Exercise description:
Transcribe the data below verbatim from the line with "drag is already live." to the line with "session is already live.". Include both of those lines.

[Stored data entries]
◆ ◆ ◆ ◆ ◆ ◆ ◆

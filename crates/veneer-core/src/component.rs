//! Retained component handles.
//!
//! The component tree itself lives in the host application; skins only see a
//! [`Component`]: bounds, enabled/focused/visible flags with change
//! notification, and the repaint/relayout channel back to the host's
//! scheduler. Repaint requests are not deduplicated here; the scheduler is
//! expected to coalesce overlapping regions.

use std::cell::{Cell, RefCell};
use std::rc::Rc;

use crate::{Rect, Size};

#[derive(Clone, Copy, Debug, PartialEq, Eq, Hash)]
pub struct ComponentId(pub u64);

/// Host-side scheduler the skins report dirt to.
pub trait RepaintScheduler {
    /// Request a repaint of the component, or of a region in its local space.
    fn repaint(&self, component: ComponentId, region: Option<Rect>);
    /// Request a re-layout of the component and its ancestors.
    fn relayout(&self, component: ComponentId);
}

#[derive(Clone, Copy, Debug, PartialEq)]
pub enum FlagChange {
    Enabled(bool),
    Focused(bool),
    Visible(bool),
    Resized(Size),
}

struct ComponentInner {
    id: ComponentId,
    bounds: Cell<Rect>,
    enabled: Cell<bool>,
    focused: Cell<bool>,
    visible: Cell<bool>,
    scheduler: Rc<dyn RepaintScheduler>,
    listeners: RefCell<Vec<Rc<dyn Fn(FlagChange)>>>,
}

#[derive(Clone)]
pub struct Component {
    inner: Rc<ComponentInner>,
}

impl Component {
    pub fn new(id: ComponentId, scheduler: Rc<dyn RepaintScheduler>) -> Self {
        Self {
            inner: Rc::new(ComponentInner {
                id,
                bounds: Cell::new(Rect::default()),
                enabled: Cell::new(true),
                focused: Cell::new(false),
                visible: Cell::new(true),
                scheduler,
                listeners: RefCell::new(Vec::new()),
            }),
        }
    }

    pub fn id(&self) -> ComponentId {
        self.inner.id
    }

    pub fn bounds(&self) -> Rect {
        self.inner.bounds.get()
    }

    pub fn width(&self) -> f32 {
        self.bounds().w
    }

    pub fn height(&self) -> f32 {
        self.bounds().h
    }

    pub fn set_bounds(&self, bounds: Rect) {
        let old = self.inner.bounds.replace(bounds);
        if old.size() != bounds.size() {
            self.notify(FlagChange::Resized(bounds.size()));
        }
        if old != bounds {
            self.repaint();
        }
    }

    pub fn set_location(&self, x: f32, y: f32) {
        let b = self.bounds();
        self.set_bounds(Rect::new(x, y, b.w, b.h));
    }

    pub fn set_size(&self, size: Size) {
        let b = self.bounds();
        self.set_bounds(Rect::new(b.x, b.y, size.width, size.height));
    }

    pub fn enabled(&self) -> bool {
        self.inner.enabled.get()
    }

    pub fn focused(&self) -> bool {
        self.inner.focused.get()
    }

    pub fn visible(&self) -> bool {
        self.inner.visible.get()
    }

    pub fn set_enabled(&self, v: bool) {
        if self.inner.enabled.replace(v) != v {
            self.notify(FlagChange::Enabled(v));
            self.repaint();
        }
    }

    pub fn set_focused(&self, v: bool) {
        if self.inner.focused.replace(v) != v {
            self.notify(FlagChange::Focused(v));
            self.repaint();
        }
    }

    pub fn set_visible(&self, v: bool) {
        if self.inner.visible.replace(v) != v {
            self.notify(FlagChange::Visible(v));
            self.repaint();
        }
    }

    pub fn on_flag_change(&self, f: impl Fn(FlagChange) + 'static) {
        self.inner.listeners.borrow_mut().push(Rc::new(f));
    }

    fn notify(&self, change: FlagChange) {
        let snapshot: Vec<_> = self.inner.listeners.borrow().clone();
        for l in snapshot {
            l(change);
        }
    }

    pub fn repaint(&self) {
        self.inner.scheduler.repaint(self.inner.id, None);
    }

    /// `region` is in the component's local coordinate space.
    pub fn repaint_region(&self, region: Rect) {
        self.inner.scheduler.repaint(self.inner.id, Some(region));
    }

    pub fn invalidate(&self) {
        self.inner.scheduler.relayout(self.inner.id);
        self.inner.scheduler.repaint(self.inner.id, None);
    }
}

#[derive(Clone, Debug, PartialEq)]
pub enum SchedulerRequest {
    Repaint(ComponentId, Option<Rect>),
    Relayout(ComponentId),
}

/// Scheduler double that records every request, for tests.
#[derive(Default)]
pub struct RecordingScheduler {
    pub requests: RefCell<Vec<SchedulerRequest>>,
}

impl RecordingScheduler {
    pub fn new() -> Rc<Self> {
        Rc::new(Self::default())
    }

    pub fn take(&self) -> Vec<SchedulerRequest> {
        self.requests.take()
    }

    pub fn repaint_count(&self) -> usize {
        self.requests
            .borrow()
            .iter()
            .filter(|r| matches!(r, SchedulerRequest::Repaint(..)))
            .count()
    }

    pub fn relayout_count(&self) -> usize {
        self.requests
            .borrow()
            .iter()
            .filter(|r| matches!(r, SchedulerRequest::Relayout(..)))
            .count()
    }
}

impl RepaintScheduler for RecordingScheduler {
    fn repaint(&self, component: ComponentId, region: Option<Rect>) {
        self.requests
            .borrow_mut()
            .push(SchedulerRequest::Repaint(component, region));
    }

    fn relayout(&self, component: ComponentId) {
        self.requests
            .borrow_mut()
            .push(SchedulerRequest::Relayout(component));
    }
}
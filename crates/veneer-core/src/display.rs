//! Display-level pointer routing.
//!
//! The hub owns two things widgets cannot do alone:
//!
//! - a registry of display-wide pointer listeners (returned as RAII
//!   [`PointerGrab`] handles, so deregistration happens on every exit path),
//! - the single live capture drag and the single live auto-repeat session.
//!
//! While a drag is captured, every pointer event is routed to the drag
//! listener only, regardless of where the pointer is, with its position
//! clamped to the display bounds. Starting a second drag (or a second
//! auto-repeat) while one is live is a programming error and panics.

use std::cell::{Cell, RefCell};
use std::rc::{Rc, Weak};

use slotmap::{SlotMap, new_key_type};

use crate::{PointerEvent, Rect, Vec2};

new_key_type! {
    struct ListenerKey;
}

/// Returned by a capture drag listener after each event.
#[derive(Clone, Copy, Debug, PartialEq, Eq)]
pub enum GrabControl {
    Keep,
    Release,
}

type DragListener = Rc<dyn Fn(&PointerEvent) -> GrabControl>;

struct ActiveDrag {
    id: u64,
    listener: DragListener,
}

struct HubInner {
    bounds: Cell<Rect>,
    listeners: RefCell<SlotMap<ListenerKey, Rc<dyn Fn(&PointerEvent)>>>,
    drag: RefCell<Option<ActiveDrag>>,
    drag_seq: Cell<u64>,
    repeat_busy: Cell<bool>,
}

#[derive(Clone)]
pub struct DisplayHub {
    inner: Rc<HubInner>,
}

impl DisplayHub {
    pub fn new(bounds: Rect) -> Self {
        Self {
            inner: Rc::new(HubInner {
                bounds: Cell::new(bounds),
                listeners: RefCell::new(SlotMap::with_key()),
                drag: RefCell::new(None),
                drag_seq: Cell::new(0),
                repeat_busy: Cell::new(false),
            }),
        }
    }

    pub fn bounds(&self) -> Rect {
        self.inner.bounds.get()
    }

    pub fn set_bounds(&self, bounds: Rect) {
        self.inner.bounds.set(bounds);
    }

    /// Registers a passive display-wide pointer listener. Dropping the
    /// returned grab deregisters it.
    pub fn subscribe(&self, f: impl Fn(&PointerEvent) + 'static) -> PointerGrab {
        let key = self.inner.listeners.borrow_mut().insert(Rc::new(f));
        PointerGrab {
            hub: Rc::downgrade(&self.inner),
            key,
        }
    }

    /// Begins a capture drag. The listener receives every subsequent pointer
    /// event (position clamped to display bounds) until it returns
    /// [`GrabControl::Release`] or the handle is dropped.
    ///
    /// # Panics
    /// Panics if a capture drag is already live.
    pub fn begin_drag(
        &self,
        listener: impl Fn(&PointerEvent) -> GrabControl + 'static,
    ) -> DragHandle {
        let mut drag = self.inner.drag.borrow_mut();
        assert!(
            drag.is_none(),
            "capture drag already in progress; one pointer drives one drag"
        );
        let id = self.inner.drag_seq.get() + 1;
        self.inner.drag_seq.set(id);
        *drag = Some(ActiveDrag {
            id,
            listener: Rc::new(listener),
        });
        log::debug!("capture drag #{id} started");
        DragHandle {
            hub: Rc::downgrade(&self.inner),
            id,
        }
    }

    pub fn drag_active(&self) -> bool {
        self.inner.drag.borrow().is_some()
    }

    /// Routes one pointer event: to the capture drag listener when a drag is
    /// live, otherwise to every subscribed listener.
    pub fn dispatch(&self, ev: &PointerEvent) {
        let captured = self.inner.drag.borrow().as_ref().map(|d| (d.id, d.listener.clone()));
        if let Some((id, listener)) = captured {
            let clamped = ev.at(clamp_to(self.bounds(), ev.position));
            if listener(&clamped) == GrabControl::Release {
                let mut drag = self.inner.drag.borrow_mut();
                if drag.as_ref().is_some_and(|d| d.id == id) {
                    *drag = None;
                    log::debug!("capture drag #{id} released");
                }
            }
            return;
        }

        let snapshot: Vec<Rc<dyn Fn(&PointerEvent)>> =
            self.inner.listeners.borrow().values().cloned().collect();
        for l in snapshot {
            l(ev);
        }
    }

    /// Claims the process-wide auto-repeat slot.
    ///
    /// # Panics
    /// Panics if an auto-repeat session is already live.
    pub(crate) fn acquire_repeat(&self) {
        assert!(
            !self.inner.repeat_busy.get(),
            "auto-repeat session already active; one pointer drives one repeat"
        );
        self.inner.repeat_busy.set(true);
    }

    pub(crate) fn release_repeat(&self) {
        self.inner.repeat_busy.set(false);
    }

    pub fn repeat_active(&self) -> bool {
        self.inner.repeat_busy.get()
    }
}

fn clamp_to(bounds: Rect, p: Vec2) -> Vec2 {
    Vec2 {
        x: p.x.clamp(bounds.x, bounds.right()),
        y: p.y.clamp(bounds.y, bounds.bottom()),
    }
}

/// RAII handle for a passive display listener.
pub struct PointerGrab {
    hub: Weak<HubInner>,
    key: ListenerKey,
}

impl Drop for PointerGrab {
    fn drop(&mut self) {
        if let Some(hub) = self.hub.upgrade() {
            hub.listeners.borrow_mut().remove(self.key);
        }
    }
}

/// RAII handle for a capture drag; dropping it cancels the drag if it is
/// still the live one.
pub struct DragHandle {
    hub: Weak<HubInner>,
    id: u64,
}

impl DragHandle {
    pub fn is_live(&self) -> bool {
        self.hub
            .upgrade()
            .is_some_and(|hub| hub.drag.borrow().as_ref().is_some_and(|d| d.id == self.id))
    }
}

impl Drop for DragHandle {
    fn drop(&mut self) {
        if let Some(hub) = self.hub.upgrade() {
            let mut drag = hub.drag.borrow_mut();
            if drag.as_ref().is_some_and(|d| d.id == self.id) {
                *drag = None;
                log::debug!("capture drag #{} canceled", self.id);
            }
        }
    }
}

#[cfg(test)]
mod tests {
    use super::*;
    use crate::{PointerButton, PointerPhase};

    fn hub() -> DisplayHub {
        DisplayHub::new(Rect::new(0.0, 0.0, 800.0, 600.0))
    }

    fn move_to(x: f32, y: f32) -> PointerEvent {
        PointerEvent::new(PointerPhase::Move, Vec2::new(x, y))
    }

    #[test]
    fn subscribe_is_raii() {
        let hub = hub();
        let count = Rc::new(Cell::new(0));
        let c = count.clone();
        let grab = hub.subscribe(move |_| c.set(c.get() + 1));
        hub.dispatch(&move_to(1.0, 1.0));
        drop(grab);
        hub.dispatch(&move_to(2.0, 2.0));
        assert_eq!(count.get(), 1);
    }

    #[test]
    fn drag_captures_and_clamps() {
        let hub = hub();
        let passive = Rc::new(Cell::new(0));
        let p = passive.clone();
        let _watch = hub.subscribe(move |_| p.set(p.get() + 1));

        let seen = Rc::new(RefCell::new(Vec::new()));
        let s = seen.clone();
        let handle = hub.begin_drag(move |ev| {
            s.borrow_mut().push(ev.position);
            match ev.phase {
                PointerPhase::Up(_) => GrabControl::Release,
                _ => GrabControl::Keep,
            }
        });

        // pointer far outside the display still reaches the drag, clamped
        hub.dispatch(&move_to(-50.0, 9000.0));
        assert_eq!(seen.borrow()[0], Vec2::new(0.0, 600.0));
        assert_eq!(passive.get(), 0);

        hub.dispatch(&PointerEvent::new(
            PointerPhase::Up(PointerButton::Primary),
            Vec2::new(10.0, 10.0),
        ));
        assert!(!handle.is_live());
        assert!(!hub.drag_active());

        // capture gone: passive listeners see events again
        hub.dispatch(&move_to(3.0, 3.0));
        assert_eq!(passive.get(), 1);
    }

    #[test]
    #[should_panic(expected = "capture drag already in progress")]
    fn second_drag_is_fatal() {
        let hub = hub();
        let _a = hub.begin_drag(|_| GrabControl::Keep);
        let _b = hub.begin_drag(|_| GrabControl::Keep);
    }

    #[test]
    fn dropping_handle_cancels_drag() {
        let hub = hub();
        let handle = hub.begin_drag(|_| GrabControl::Keep);
        assert!(hub.drag_active());
        drop(handle);
        assert!(!hub.drag_active());
        // a fresh drag may start now
        let _next = hub.begin_drag(|_| GrabControl::Keep);
    }
}
//! Typed style stores.
//!
//! Every skin declares a static table of [`StyleKey`]s: name, value kind,
//! whether the key affects measured geometry or appearance only, and a
//! default (constant or theme role). The table is the skin's whole style
//! vocabulary: it is validated when the store is built, `get` never fails
//! for a recognized key, and `remove` resets to the default rather than
//! leaving a hole. The `&str`-keyed surface exists for style sheets and
//! scripting; everything inside the crate goes through the typed accessors.
//!
//! Side-effect policy: a `put` that changes a geometry-affecting key
//! invalidates the attached component (re-layout + repaint); a change to an
//! appearance-only key repaints. Equal-value puts signal nothing.

use std::cell::RefCell;
use std::collections::HashMap;
use std::rc::Rc;

use crate::{Color, ColorRole, Component, FontRole, FontSpec, Insets, StyleError, Theme};

#[derive(Clone, Copy, Debug, PartialEq, Eq)]
pub enum StyleKind {
    Color,
    Scalar,
    Flag,
    Insets,
    Font,
    Text,
}

/// Which part of the pipeline a key feeds.
#[derive(Clone, Copy, Debug, PartialEq, Eq)]
pub enum Affects {
    Layout,
    Paint,
}

#[derive(Clone, Debug, PartialEq)]
pub enum StyleValue {
    Color(Color),
    Scalar(f32),
    Flag(bool),
    Insets(Insets),
    Font(FontSpec),
    Text(String),
}

impl StyleValue {
    pub fn kind(&self) -> StyleKind {
        match self {
            StyleValue::Color(_) => StyleKind::Color,
            StyleValue::Scalar(_) => StyleKind::Scalar,
            StyleValue::Flag(_) => StyleKind::Flag,
            StyleValue::Insets(_) => StyleKind::Insets,
            StyleValue::Font(_) => StyleKind::Font,
            StyleValue::Text(_) => StyleKind::Text,
        }
    }
}

/// Default source for a key; theme-role defaults resolve when the store is
/// built so a store never needs the theme again afterwards.
#[derive(Clone, Copy, Debug)]
pub enum StyleDefault {
    Color(Color),
    Scalar(f32),
    Flag(bool),
    Insets(Insets),
    Text(&'static str),
    ThemeColor(ColorRole),
    ThemeFont(FontRole),
}

#[derive(Clone, Copy, Debug)]
pub struct StyleKey {
    pub name: &'static str,
    pub kind: StyleKind,
    pub affects: Affects,
    pub default: StyleDefault,
}

impl StyleKey {
    pub const fn color(name: &'static str, affects: Affects, default: StyleDefault) -> Self {
        Self {
            name,
            kind: StyleKind::Color,
            affects,
            default,
        }
    }

    pub const fn scalar(name: &'static str, affects: Affects, default: f32) -> Self {
        Self {
            name,
            kind: StyleKind::Scalar,
            affects,
            default: StyleDefault::Scalar(default),
        }
    }

    pub const fn flag(name: &'static str, affects: Affects, default: bool) -> Self {
        Self {
            name,
            kind: StyleKind::Flag,
            affects,
            default: StyleDefault::Flag(default),
        }
    }

    pub const fn insets(name: &'static str, affects: Affects, default: Insets) -> Self {
        Self {
            name,
            kind: StyleKind::Insets,
            affects,
            default: StyleDefault::Insets(default),
        }
    }

    pub const fn font(name: &'static str, affects: Affects, role: FontRole) -> Self {
        Self {
            name,
            kind: StyleKind::Font,
            affects,
            default: StyleDefault::ThemeFont(role),
        }
    }

    pub const fn text(name: &'static str, affects: Affects, default: &'static str) -> Self {
        Self {
            name,
            kind: StyleKind::Text,
            affects,
            default: StyleDefault::Text(default),
        }
    }
}
impl FrameSkin {
    pub fn new(ctx: &SkinCtx, title: impl Into<String>) -> Self {
        Self {
            ctx: ctx.clone(),
            styles: StyleStore::new(STYLE_KEYS, &ctx.theme),
            component: None,
            title: title.into(),
            resizable: true,
            min_size: Size::new(120.0, 60.0),
            on_close: None,
            on_maximize: None,
            on_minimize: None,
            hover: None,
            pressed: Rc::new(Cell::new(None)),
            drag: None,
        }
    }

    pub fn styles(&self) -> &StyleStore {
        &self.styles
    }

    pub fn styles_mut(&mut self) -> &mut StyleStore {
        &mut self.styles
    }

    pub fn set_title(&mut self, title: impl Into<String>) {
        self.title = title.into();
        if let Some(c) = &self.component {
            c.repaint();
        }
    }

    pub fn title(&self) -> &str {
        &self.title
    }

    pub fn set_resizable(&mut self, resizable: bool) {
        self.resizable = resizable;
    }

    pub fn set_min_size(&mut self, min: Size) {
        self.min_size = min;
    }

    pub fn on_close(&mut self, cb: impl Fn() + 'static) {
        self.on_close = Some(Rc::new(cb));
    }

    pub fn on_maximize(&mut self, cb: impl Fn() + 'static) {
        self.on_maximize = Some(Rc::new(cb));
    }

    pub fn on_minimize(&mut self, cb: impl Fn() + 'static) {
        self.on_minimize = Some(Rc::new(cb));
    }

    fn border(&self) -> f32 {
        self.styles.scalar("border_width")
    }

    fn title_height(&self) -> f32 {
        let font = self.styles.font("title_font");
        self.ctx.ruler.line_height(&font) + 2.0 * self.styles.scalar("title_padding")
    }

    fn local_bounds(&self) -> Rect {
        Rect::from_size(require_installed(&self.component, "frame").bounds().size())
    }

    fn title_bar_rect(&self) -> Rect {
        let b = self.local_bounds();
        let border = self.border();
        Rect::new(
            border,
            border,
            (b.w - 2.0 * border).max(0.0),
            self.title_height(),
        )
    }

    /// Where the hosted content goes, in frame-local coordinates.
    pub fn content_bounds(&self) -> Rect {
        let b = self.local_bounds();
        let border = self.border();
        let top = border + self.title_height();
        Rect::new(
            border,
            top,
            (b.w - 2.0 * border).max(0.0),
            (b.h - top - border).max(0.0),
        )
    }

    /// Buttons right-to-left: close, maximize, minimize.
    fn button_rect(&self, part: FramePart) -> Rect {
        let title = self.title_bar_rect();
        let size = self.styles.scalar("button_size");
        let gap = 2.0;
        let y = title.y + (title.h - size) / 2.0;
        let slot = match part {
            FramePart::CloseButton => 0.0,
            FramePart::MaximizeButton => 1.0,
            FramePart::MinimizeButton => 2.0,
            _ => panic!("not a frame button: {part:?}"),
        };
        Rect::new(
            title.right() - gap - size - slot * (size + gap),
            y,
            size,
            size,
        )
    }

    fn edge_at(&self, p: Vec2) -> Option<ResizeEdge> {
        if !self.resizable {
            return None;
        }
        let b = self.local_bounds();
        let grip = self.border().max(4.0);
        let corner = 3.0 * grip;
        let west = p.x <= b.x + grip;
        let east = p.x >= b.right() - grip;
        let north = p.y <= b.y + grip;
        let south = p.y >= b.bottom() - grip;
        if !(west || east || north || south) {
            return None;
        }
        // widen corners so diagonals are reachable at thin borders
        let near_left = p.x <= b.x + corner;
        let near_right = p.x >= b.right() - corner;
        let near_top = p.y <= b.y + corner;
        let near_bottom = p.y >= b.bottom() - corner;
        Some(match (north, south, west, east) {
            (true, _, _, _) if near_left => ResizeEdge::NorthWest,
            (true, _, _, _) if near_right => ResizeEdge::NorthEast,
            (true, _, _, _) => ResizeEdge::North,
            (_, true, _, _) if near_left => ResizeEdge::SouthWest,
            (_, true, _, _) if near_right => ResizeEdge::SouthEast,
            (_, true, _, _) => ResizeEdge::South,
            (_, _, true, _) if near_top => ResizeEdge::NorthWest,
            (_, _, true, _) if near_bottom => ResizeEdge::SouthWest,
            (_, _, true, _) => ResizeEdge::West,
            (_, _, _, true) if near_top => ResizeEdge::NorthEast,
            (_, _, _, true) if near_bottom => ResizeEdge::SouthEast,
            _ => ResizeEdge::East,
        })
    }

    pub fn part_at(&self, p: Vec2) -> Option<FramePart> {
        if !self.local_bounds().contains(p) {
            return None;
        }
        if let Some(edge) = self.edge_at(p) {
            return Some(FramePart::Edge(edge));
        }
        for part in [
            FramePart::CloseButton,
            FramePart::MaximizeButton,
            FramePart::MinimizeButton,
        ] {
            if self.button_rect(part).contains(p) {
                return Some(part);
            }
        }
        if self.title_bar_rect().contains(p) {
            return Some(FramePart::TitleBar);
        }
        None
    }

    fn begin_move(&mut self, press_local: Vec2) {
        let component = self.component().clone();
        let bounds0 = component.bounds();
        let press_display = Vec2::new(press_local.x + bounds0.x, press_local.y + bounds0.y);
        let pressed = self.pressed.clone();
        self.drag = None;
        self.drag = Some(self.ctx.hub.begin_drag(move |ev| match ev.phase {
            PointerPhase::Move => {
                component.set_location(
                    bounds0.x + ev.position.x - press_display.x,
                    bounds0.y + ev.position.y - press_display.y,
                );
                GrabControl::Keep
            }
            PointerPhase::Up(_) => {
                pressed.set(None);
                component.repaint();
                GrabControl::Release
            }
            _ => GrabControl::Keep,
        }));
    }

    fn begin_resize(&mut self, edge: ResizeEdge) {
        let component = self.component().clone();
        let bounds0 = component.bounds();
        let min = self.min_size;
        let pressed = self.pressed.clone();
        self.drag = None;
        self.drag = Some(self.ctx.hub.begin_drag(move |ev| match ev.phase {
            PointerPhase::Move => {
                component.set_bounds(resized(bounds0, edge, ev.position, min));
                GrabControl::Keep
            }
            PointerPhase::Up(_) => {
                pressed.set(None);
                component.repaint();
                GrabControl::Release
            }
            _ => GrabControl::Keep,
        }));
    }

    fn fire(&self, part: FramePart) {
        let cb = match part {
            FramePart::CloseButton => &self.on_close,
            FramePart::MaximizeButton => &self.on_maximize,
            FramePart::MinimizeButton => &self.on_minimize,
            _ => return,
        };
        if let Some(cb) = cb {
            cb();
        }
    }

    fn paint_button(&self, canvas: &mut Canvas, part: FramePart) {
        let rect = self.button_rect(part);
        let bg = if self.pressed.get() == Some(part) {
            self.styles.color("button_pressed_color")
        } else if self.hover == Some(part) {
            self.styles.color("button_hover_color")
        } else {
            self.styles.color("button_color")
        };
        canvas.fill_rect(rect, bg);
        canvas.stroke_rect(rect, self.styles.color("border_color"), 1.0);

        let glyph = self.styles.color("glyph_color");
        let pad = rect.w * 0.28;
        let (l, r, t, b) = (
            rect.x + pad,
            rect.right() - pad,
            rect.y + pad,
            rect.bottom() - pad,
        );
        match part {
            FramePart::CloseButton => {
                canvas.line(Vec2::new(l, t), Vec2::new(r, b), glyph, 1.0);
                canvas.line(Vec2::new(l, b), Vec2::new(r, t), glyph, 1.0);
            }
            FramePart::MaximizeButton => {
                canvas.stroke_rect(Rect::new(l, t, r - l, b - t), glyph, 1.0);
            }
            FramePart::MinimizeButton => {
                canvas.line(Vec2::new(l, b), Vec2::new(r, b), glyph, 1.0);
            }
            _ => {}
        }
    }
}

◆ ◆ ◆ ◆ ◆ ◆ ◆

Output:
    /// Panics if a capture drag is already live.
    pub fn begin_drag(
        &self,
        listener: impl Fn(&PointerEvent) -> GrabControl + 'static,
    ) -> DragHandle {
        let mut drag = self.inner.drag.borrow_mut();
        assert!(
            drag.is_none(),
            "capture drag already in progress; one pointer drives one drag"
        );
        let id = self.inner.drag_seq.get() + 1;
        self.inner.drag_seq.set(id);
        *drag = Some(ActiveDrag {
            id,
            listener: Rc::new(listener),
        });
        log::debug!("capture drag #{id} started");
        DragHandle {
            hub: Rc::downgrade(&self.inner),
            id,
        }
    }

    pub fn drag_active(&self) -> bool {
        self.inner.drag.borrow().is_some()
    }

    /// Routes one pointer event: to the capture drag listener when a drag is
    /// live, otherwise to every subscribed listener.
    pub fn dispatch(&self, ev: &PointerEvent) {
        let captured = self.inner.drag.borrow().as_ref().map(|d| (d.id, d.listener.clone()));
        if let Some((id, listener)) = captured {
            let clamped = ev.at(clamp_to(self.bounds(), ev.position));
            if listener(&clamped) == GrabControl::Release {
                let mut drag = self.inner.drag.borrow_mut();
                if drag.as_ref().is_some_and(|d| d.id == id) {
                    *drag = None;
                    log::debug!("capture drag #{id} released");
                }
            }
            return;
        }

        let snapshot: Vec<Rc<dyn Fn(&PointerEvent)>> =
            self.inner.listeners.borrow().values().cloned().collect();
        for l in snapshot {
            l(ev);
        }
    }

    /// Claims the process-wide auto-repeat slot.
    ///
    /// # Panics
    /// Panics if an auto-repeat session is already live.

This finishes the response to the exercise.